Epoxy

Epoxy (ook wel polyepoxide) is een epoxide-polymeer opgebouwd uit 2 koolstofatomen (C) en 1 zuurstofatoom (O) in een ringvormige structuur.
Eigenschappen
[bewerken | brontekst bewerken]Epoxy is een thermohardende kunststof. Tijdens productie is epoxy dun-vloeibaar en leent zich voor het impregneren van vezelmateriaal. Na uitharding noemt men de combinatie met glasvezel of andere vezels composiet. Composieten zijn licht en sterk, weer- en waterbestendig en worden onder andere toegepast in boten. Daarnaast wordt epoxy gebruikt als basis voor producten. Een paar voorbeelden daarvan zijn epoxylijm/epoxyhars, verf, vloeren en printplaten.
Epoxy heeft een druk- en treksterkte die twee keer groter is dan die van beton. Door zijn vloeistofdichtheid kan het worden toegepast in vele bewerkingen, waaronder als vloertoepassing. Zowel in de industrie als in de esthetische markt vindt dit materiaal zijn weg. Nadeel is wel dat epoxy onder UV-licht verkleurt. Om deze reden wordt er vaak gebruik gemaakt van een UV-blocker, dit vermindert vergeling.
Lijm/hars
[bewerken | brontekst bewerken]Epoxyhars of Epoxylijm is de bekendste toepassing van epoxy.

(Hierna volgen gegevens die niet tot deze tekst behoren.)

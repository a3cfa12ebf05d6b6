use crate::error::{GradeError, GradeResult};
use crate::keys::{KeyId, KeyTable};
use std::collections::HashMap;
use tracing::{debug, warn};

/// Token that opens each layout chunk inside the `[layouts]` block.
pub const LAYOUT_DELIMITER: &str = ">>";

/// A named assignment of characters onto the canonical key order.
///
/// Characters are not required to be unique. When one repeats, every
/// character lookup resolves to its first key in `[keys]` order.
#[derive(Debug, Clone)]
pub struct Layout {
    name: String,
    assignments: Vec<(KeyId, String)>,
    char_index: HashMap<char, usize>,
}

impl Layout {
    pub fn new(name: impl Into<String>, assignments: Vec<(KeyId, String)>) -> Self {
        let mut char_index = HashMap::new();
        for (i, (_, token)) in assignments.iter().enumerate() {
            if let Some(c) = single_char(token) {
                char_index.entry(c).or_insert(i);
            }
        }
        Self {
            name: name.into(),
            assignments,
            char_index,
        }
    }

    pub fn name(&self) -> &str {
        &self.name
    }

    pub fn assignments(&self) -> &[(KeyId, String)] {
        &self.assignments
    }

    /// Key carrying `c`, first match in key order.
    pub fn key_for(&self, c: char) -> Option<&KeyId> {
        self.char_index.get(&c).map(|&i| &self.assignments[i].0)
    }

    pub fn contains(&self, c: char) -> bool {
        self.char_index.contains_key(&c)
    }
}

fn single_char(token: &str) -> Option<char> {
    let mut chars = token.chars();
    match (chars.next(), chars.next()) {
        (Some(c), None) => Some(c),
        _ => None,
    }
}

#[derive(Debug, Clone, Default)]
pub struct LayoutSet {
    layouts: Vec<Layout>,
}

impl LayoutSet {
    /// Splits the `[layouts]` block on `>>`; each chunk is a name line followed
    /// by whitespace-separated characters in key order.
    pub fn build(block: &str, keys: &KeyTable) -> GradeResult<Self> {
        let mut layouts = Vec::new();

        for chunk in block.split(LAYOUT_DELIMITER) {
            if chunk.trim().is_empty() {
                continue;
            }
            let (name_line, body) = chunk.split_once('\n').unwrap_or((chunk, ""));
            let name = name_line.trim();
            if name.is_empty() {
                return Err(GradeError::Config(
                    "Layout chunk has no name line after '>>'".to_string(),
                ));
            }

            let tokens: Vec<&str> = body.split_whitespace().collect();
            if tokens.len() != keys.len() {
                return Err(GradeError::LengthMismatch {
                    what: format!("layout '{}'", name),
                    expected: keys.len(),
                    found: tokens.len(),
                });
            }

            for token in tokens.iter().filter(|t| single_char(t).is_none()) {
                warn!(
                    "Layout '{}': token '{}' is not a single character and never matches a bigram.",
                    name, token
                );
            }

            let assignments = keys
                .ids()
                .cloned()
                .zip(tokens.into_iter().map(str::to_string))
                .collect();
            layouts.push(Layout::new(name, assignments));
        }

        debug!("Parsed {} layouts", layouts.len());
        Self::from_layouts(layouts)
    }

    pub fn from_layouts(layouts: Vec<Layout>) -> GradeResult<Self> {
        if layouts.is_empty() {
            return Err(GradeError::Config(
                "[layouts] does not define any layout".to_string(),
            ));
        }
        for (i, layout) in layouts.iter().enumerate() {
            if layouts[..i].iter().any(|l| l.name == layout.name) {
                return Err(GradeError::Config(format!(
                    "Layout '{}' is defined more than once",
                    layout.name
                )));
            }
        }
        Ok(Self { layouts })
    }

    pub fn get(&self, name: &str) -> Option<&Layout> {
        self.layouts.iter().find(|l| l.name == name)
    }

    pub fn position(&self, name: &str) -> Option<usize> {
        self.layouts.iter().position(|l| l.name == name)
    }

    pub fn iter(&self) -> impl Iterator<Item = &Layout> {
        self.layouts.iter()
    }

    pub fn as_slice(&self) -> &[Layout] {
        &self.layouts
    }

    pub fn len(&self) -> usize {
        self.layouts.len()
    }

    pub fn is_empty(&self) -> bool {
        self.layouts.is_empty()
    }
}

Epoxyharsen vormen een groep polymeren met een belangrijke toepassing in coatings. Het is een tweecomponentenlijm en wordt voor vele toepassingen gebruikt, zowel industrieel, huishoudelijk als in de vliegtuigmodelbouw. Hij kan aangebracht worden als afdeklaag (coating), maar ook in combinatie met glasvezels. Epoxylijm wordt ook veel toegepast als reparatielijm, waarbij dan een vaste stof als vulstof wordt gebruikt ( “vloeibaar staal” of “vloeibaar hout”). Door hun hoge sterkte en weerstand tegen chemicaliën en omgevingsinvloeden worden epoxylijmen toegepast voor het verlijmen van uiteenlopende materialen, waaronder metalen, kunststoffen, hout en composieten. Speciale formuleringen maken verwerking onder water mogelijk of zorgen voor extra bestendigheid tegen weersinvloeden.[1]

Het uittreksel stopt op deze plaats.